** YOUR TASK **
For each line of the data below that contains "Error", return that line.

(Collected data entries)
==============================
//! Build configuration.

use crate::constants::{DEFAULT_C, DEFAULT_L, DEFAULT_SEED, MAX_K, MAX_L};
use crate::error::{Error, Result};

/// Parameters controlling dictionary construction.
#[derive(Debug, Clone)]
pub struct BuildConfiguration {
    /// K-mer length, `1 <= k <= 32`.
    pub k: usize,

    /// Minimizer length, `1 <= m <= k`.
    pub m: usize,

    /// Seed for the minimizer hash.
    pub seed: u64,

    /// Skew-index split threshold exponent: buckets with more than `2^l`
    /// super-k-mers are indexed by the skew index.
    pub l: usize,

    /// MPHF space/time tuning constant. Kept for interface parity; the PHast
    /// functions used here are not parameterized by it.
    pub c: f64,

    /// Treat a k-mer and its reverse complement as equivalent, both when
    /// selecting minimizers during parsing and when matching at lookup.
    pub canonical_parsing: bool,

    /// Optional cap on the total number of indexed k-mers (testing aid).
    pub max_num_kmers: Option<u64>,

    /// Threads for MPHF construction; 0 selects the default policy
    /// (8 when at least 8 hardware threads are available, otherwise 1).
    pub num_threads: usize,

    /// Emit construction statistics.
    pub verbose: bool,
}

impl Default for BuildConfiguration {
    fn default() -> Self {
        Self {
            k: 31,
            m: 13,
            seed: DEFAULT_SEED,
            l: DEFAULT_L,
            c: DEFAULT_C,
            canonical_parsing: false,
            max_num_kmers: None,
            num_threads: 0,
            verbose: false,
        }
    }
}

impl BuildConfiguration {
    /// A validated configuration for the given k-mer and minimizer lengths.
    pub fn new(k: usize, m: usize) -> Result<Self> {
        let config = Self {
            k,
            m,
            ..Self::default()
        };
        config.validate()?;
        Ok(config)
    }

    /// Check all parameter constraints. Called before any work begins.
    pub fn validate(&self) -> Result<()> {
        if self.k == 0 {
            return Err(Error::Config("k must be > 0".into()));
        }
        if self.k > MAX_K {
            return Err(Error::Config(format!("k must be <= {MAX_K}, got k={}", self.k)));
        }
        if self.m == 0 {
            return Err(Error::Config("m must be > 0".into()));
        }
        if self.m > self.k {
            return Err(Error::Config(format!(
                "m must be <= k, got m={}, k={}",
                self.m, self.k
            )));
        }
        if self.l > MAX_L {
            return Err(Error::Config(format!("l must be <= {MAX_L}, got l={}", self.l)));
        }
        if !self.c.is_finite() || self.c <= 0.0 {
            return Err(Error::Config(format!("c must be positive, got c={}", self.c)));
        }
        Ok(())
    }

    /// Log the configuration via tracing.
    pub fn print(&self) {
        tracing::info!("build configuration: k={} m={} canonical={}", self.k, self.m, self.canonical_parsing);
        tracing::debug!("  seed = {}", self.seed);
        tracing::debug!("  l = {}", self.l);
        tracing::debug!("  c = {}", self.c);
        tracing::debug!("  num_threads = {}", self.num_threads);
        if let Some(cap) = self.max_num_kmers {
            tracing::debug!("  max_num_kmers = {cap}");
        }
    }
}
==============================
** RESPONSE TO THIS EXERCISE **
use crate::error::{Error, Result};
            return Err(Error::Config("k must be > 0".into()));
            return Err(Error::Config(format!("k must be <= {MAX_K}, got k={}", self.k)));
            return Err(Error::Config("m must be > 0".into()));
            return Err(Error::Config(format!(
            return Err(Error::Config(format!("l must be <= {MAX_L}, got l={}", self.l)));
            return Err(Error::Config(format!("c must be positive, got c={}", self.c)));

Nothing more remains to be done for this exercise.